REQUIRED WORK: For the listing beneath, state how many lines contain the string "names". Give the number by itself.

EXTRACTED RECORDS:
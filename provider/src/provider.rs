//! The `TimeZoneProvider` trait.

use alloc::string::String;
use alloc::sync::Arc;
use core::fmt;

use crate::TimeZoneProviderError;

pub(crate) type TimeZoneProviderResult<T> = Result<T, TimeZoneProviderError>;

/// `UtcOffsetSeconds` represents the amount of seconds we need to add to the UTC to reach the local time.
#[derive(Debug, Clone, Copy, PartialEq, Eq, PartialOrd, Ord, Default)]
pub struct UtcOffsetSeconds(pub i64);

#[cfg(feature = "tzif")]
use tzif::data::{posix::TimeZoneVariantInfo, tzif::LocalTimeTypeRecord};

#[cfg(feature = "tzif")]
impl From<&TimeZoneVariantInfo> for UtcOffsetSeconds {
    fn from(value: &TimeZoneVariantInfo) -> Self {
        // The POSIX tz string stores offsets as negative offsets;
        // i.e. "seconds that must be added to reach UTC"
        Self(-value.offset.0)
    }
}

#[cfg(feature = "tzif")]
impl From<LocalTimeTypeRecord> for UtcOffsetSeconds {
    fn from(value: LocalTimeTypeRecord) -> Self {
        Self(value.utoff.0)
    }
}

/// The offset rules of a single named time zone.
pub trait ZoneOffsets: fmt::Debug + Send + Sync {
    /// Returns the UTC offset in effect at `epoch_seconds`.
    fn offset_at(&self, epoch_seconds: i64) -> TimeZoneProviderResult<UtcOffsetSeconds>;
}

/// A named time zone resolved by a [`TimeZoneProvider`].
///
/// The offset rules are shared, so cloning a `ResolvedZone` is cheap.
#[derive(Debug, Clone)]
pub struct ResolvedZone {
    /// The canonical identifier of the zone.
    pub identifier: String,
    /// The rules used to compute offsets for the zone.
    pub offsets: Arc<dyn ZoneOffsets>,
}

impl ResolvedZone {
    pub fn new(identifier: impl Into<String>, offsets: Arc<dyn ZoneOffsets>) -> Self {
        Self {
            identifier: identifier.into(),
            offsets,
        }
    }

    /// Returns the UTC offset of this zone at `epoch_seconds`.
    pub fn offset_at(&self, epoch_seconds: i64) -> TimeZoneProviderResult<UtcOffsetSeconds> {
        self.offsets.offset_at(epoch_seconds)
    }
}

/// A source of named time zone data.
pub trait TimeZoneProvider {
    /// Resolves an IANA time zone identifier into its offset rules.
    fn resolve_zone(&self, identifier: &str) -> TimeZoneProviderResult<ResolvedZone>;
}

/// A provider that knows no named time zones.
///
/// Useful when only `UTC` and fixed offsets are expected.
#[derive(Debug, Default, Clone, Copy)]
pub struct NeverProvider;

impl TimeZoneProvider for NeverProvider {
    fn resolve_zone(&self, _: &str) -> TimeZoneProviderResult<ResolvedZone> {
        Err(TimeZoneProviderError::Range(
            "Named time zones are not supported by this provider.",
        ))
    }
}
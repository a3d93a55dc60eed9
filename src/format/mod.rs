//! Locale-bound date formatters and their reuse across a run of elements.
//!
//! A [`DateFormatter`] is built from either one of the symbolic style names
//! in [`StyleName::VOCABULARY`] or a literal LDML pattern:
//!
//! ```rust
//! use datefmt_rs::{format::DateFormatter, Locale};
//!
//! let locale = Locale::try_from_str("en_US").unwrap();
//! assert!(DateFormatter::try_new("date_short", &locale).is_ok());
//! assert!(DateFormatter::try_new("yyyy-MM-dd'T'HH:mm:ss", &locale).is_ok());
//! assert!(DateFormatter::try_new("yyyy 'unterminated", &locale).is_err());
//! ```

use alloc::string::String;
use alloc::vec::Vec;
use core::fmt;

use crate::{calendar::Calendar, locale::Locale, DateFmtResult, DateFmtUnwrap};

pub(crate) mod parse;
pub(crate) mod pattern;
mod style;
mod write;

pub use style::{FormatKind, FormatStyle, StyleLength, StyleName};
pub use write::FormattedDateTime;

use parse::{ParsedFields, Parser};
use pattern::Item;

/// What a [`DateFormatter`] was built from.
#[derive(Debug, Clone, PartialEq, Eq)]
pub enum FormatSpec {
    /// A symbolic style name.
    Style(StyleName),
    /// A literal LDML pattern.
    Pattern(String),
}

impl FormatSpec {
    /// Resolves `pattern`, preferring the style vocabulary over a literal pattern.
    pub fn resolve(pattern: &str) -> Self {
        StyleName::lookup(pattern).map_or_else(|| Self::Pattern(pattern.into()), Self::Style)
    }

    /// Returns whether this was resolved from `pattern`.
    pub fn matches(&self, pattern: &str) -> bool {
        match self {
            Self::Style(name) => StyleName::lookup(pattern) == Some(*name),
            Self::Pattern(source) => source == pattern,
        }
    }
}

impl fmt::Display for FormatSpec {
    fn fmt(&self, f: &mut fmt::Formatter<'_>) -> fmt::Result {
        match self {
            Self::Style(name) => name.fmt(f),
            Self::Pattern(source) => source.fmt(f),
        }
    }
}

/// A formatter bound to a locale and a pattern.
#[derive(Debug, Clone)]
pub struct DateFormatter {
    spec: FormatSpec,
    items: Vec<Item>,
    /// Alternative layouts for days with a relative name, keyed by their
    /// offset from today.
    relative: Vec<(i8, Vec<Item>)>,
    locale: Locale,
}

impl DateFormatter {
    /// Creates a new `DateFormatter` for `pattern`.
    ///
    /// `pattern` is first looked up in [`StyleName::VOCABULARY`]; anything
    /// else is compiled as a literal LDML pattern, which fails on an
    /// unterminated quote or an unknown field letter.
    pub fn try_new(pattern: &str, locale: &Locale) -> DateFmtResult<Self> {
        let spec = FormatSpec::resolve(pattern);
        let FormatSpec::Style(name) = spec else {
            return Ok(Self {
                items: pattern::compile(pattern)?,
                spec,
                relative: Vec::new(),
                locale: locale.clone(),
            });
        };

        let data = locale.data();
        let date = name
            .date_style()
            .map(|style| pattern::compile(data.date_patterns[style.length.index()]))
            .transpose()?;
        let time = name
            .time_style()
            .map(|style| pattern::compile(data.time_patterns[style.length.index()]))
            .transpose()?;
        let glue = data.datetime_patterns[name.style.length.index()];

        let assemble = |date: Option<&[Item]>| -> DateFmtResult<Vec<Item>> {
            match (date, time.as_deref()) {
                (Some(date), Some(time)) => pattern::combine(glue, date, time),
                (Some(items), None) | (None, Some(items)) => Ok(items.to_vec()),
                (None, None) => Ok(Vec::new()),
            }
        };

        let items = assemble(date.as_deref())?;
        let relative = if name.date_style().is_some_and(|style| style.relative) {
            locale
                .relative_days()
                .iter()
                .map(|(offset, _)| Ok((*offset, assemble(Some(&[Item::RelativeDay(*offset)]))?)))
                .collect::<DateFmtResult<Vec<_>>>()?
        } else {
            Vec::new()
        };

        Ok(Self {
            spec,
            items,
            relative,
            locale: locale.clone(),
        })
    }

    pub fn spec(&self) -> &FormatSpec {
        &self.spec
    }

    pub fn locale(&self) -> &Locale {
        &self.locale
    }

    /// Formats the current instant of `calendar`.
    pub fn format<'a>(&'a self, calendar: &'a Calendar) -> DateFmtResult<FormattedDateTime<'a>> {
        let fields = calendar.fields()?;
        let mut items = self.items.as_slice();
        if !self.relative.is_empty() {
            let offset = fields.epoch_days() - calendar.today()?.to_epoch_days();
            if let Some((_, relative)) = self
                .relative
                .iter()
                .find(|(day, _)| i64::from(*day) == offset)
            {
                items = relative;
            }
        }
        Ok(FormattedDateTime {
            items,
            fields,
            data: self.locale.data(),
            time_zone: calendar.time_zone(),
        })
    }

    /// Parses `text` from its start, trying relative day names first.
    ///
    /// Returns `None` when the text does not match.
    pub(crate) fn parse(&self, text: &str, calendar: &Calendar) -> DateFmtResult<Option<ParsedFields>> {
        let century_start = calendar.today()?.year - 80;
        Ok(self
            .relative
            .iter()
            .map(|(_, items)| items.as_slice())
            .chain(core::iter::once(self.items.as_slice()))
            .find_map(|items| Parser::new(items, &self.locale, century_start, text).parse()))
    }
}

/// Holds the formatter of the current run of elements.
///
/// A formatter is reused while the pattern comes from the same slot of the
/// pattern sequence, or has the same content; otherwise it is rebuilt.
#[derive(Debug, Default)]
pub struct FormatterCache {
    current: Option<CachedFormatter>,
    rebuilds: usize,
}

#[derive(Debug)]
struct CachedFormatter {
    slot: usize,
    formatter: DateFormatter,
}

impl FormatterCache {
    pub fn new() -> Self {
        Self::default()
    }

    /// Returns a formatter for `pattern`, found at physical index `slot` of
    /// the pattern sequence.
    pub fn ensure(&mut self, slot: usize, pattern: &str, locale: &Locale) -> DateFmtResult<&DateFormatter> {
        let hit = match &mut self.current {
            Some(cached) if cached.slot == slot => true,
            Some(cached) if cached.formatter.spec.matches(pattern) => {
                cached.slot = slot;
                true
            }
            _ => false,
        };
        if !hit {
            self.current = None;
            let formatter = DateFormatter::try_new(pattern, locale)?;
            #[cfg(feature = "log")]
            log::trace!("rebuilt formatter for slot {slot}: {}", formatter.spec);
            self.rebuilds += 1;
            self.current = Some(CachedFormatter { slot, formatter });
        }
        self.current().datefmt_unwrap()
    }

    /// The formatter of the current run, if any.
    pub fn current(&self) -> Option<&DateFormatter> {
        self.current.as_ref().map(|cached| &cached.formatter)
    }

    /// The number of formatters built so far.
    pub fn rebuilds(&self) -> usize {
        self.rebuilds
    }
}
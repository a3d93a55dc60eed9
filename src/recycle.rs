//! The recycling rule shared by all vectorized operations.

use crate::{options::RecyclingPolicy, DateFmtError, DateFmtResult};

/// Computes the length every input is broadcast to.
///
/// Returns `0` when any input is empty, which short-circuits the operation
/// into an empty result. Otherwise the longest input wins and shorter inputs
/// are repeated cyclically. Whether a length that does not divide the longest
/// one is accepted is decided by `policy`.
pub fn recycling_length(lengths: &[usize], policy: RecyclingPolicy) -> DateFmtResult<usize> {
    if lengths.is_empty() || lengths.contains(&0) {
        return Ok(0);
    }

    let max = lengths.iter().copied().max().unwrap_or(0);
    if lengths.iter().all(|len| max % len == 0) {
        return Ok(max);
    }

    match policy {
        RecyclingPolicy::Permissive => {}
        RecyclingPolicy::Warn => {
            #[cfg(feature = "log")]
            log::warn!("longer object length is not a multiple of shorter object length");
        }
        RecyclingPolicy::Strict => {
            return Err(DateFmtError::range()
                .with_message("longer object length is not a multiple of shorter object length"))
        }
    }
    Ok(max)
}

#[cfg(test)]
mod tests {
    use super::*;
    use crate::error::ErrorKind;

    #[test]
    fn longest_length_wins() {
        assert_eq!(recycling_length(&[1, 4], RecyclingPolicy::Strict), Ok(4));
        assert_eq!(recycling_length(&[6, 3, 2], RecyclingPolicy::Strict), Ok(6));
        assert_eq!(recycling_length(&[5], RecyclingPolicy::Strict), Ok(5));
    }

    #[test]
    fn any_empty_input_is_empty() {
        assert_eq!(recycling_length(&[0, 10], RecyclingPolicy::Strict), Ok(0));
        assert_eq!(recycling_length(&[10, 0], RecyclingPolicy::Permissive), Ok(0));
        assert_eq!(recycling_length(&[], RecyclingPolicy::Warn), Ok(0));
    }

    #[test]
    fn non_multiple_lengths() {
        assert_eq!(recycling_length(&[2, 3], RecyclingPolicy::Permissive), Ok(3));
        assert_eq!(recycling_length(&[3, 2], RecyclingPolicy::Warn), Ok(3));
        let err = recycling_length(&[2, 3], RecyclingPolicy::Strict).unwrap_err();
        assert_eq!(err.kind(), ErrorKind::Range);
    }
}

TASK SOLUTION: 2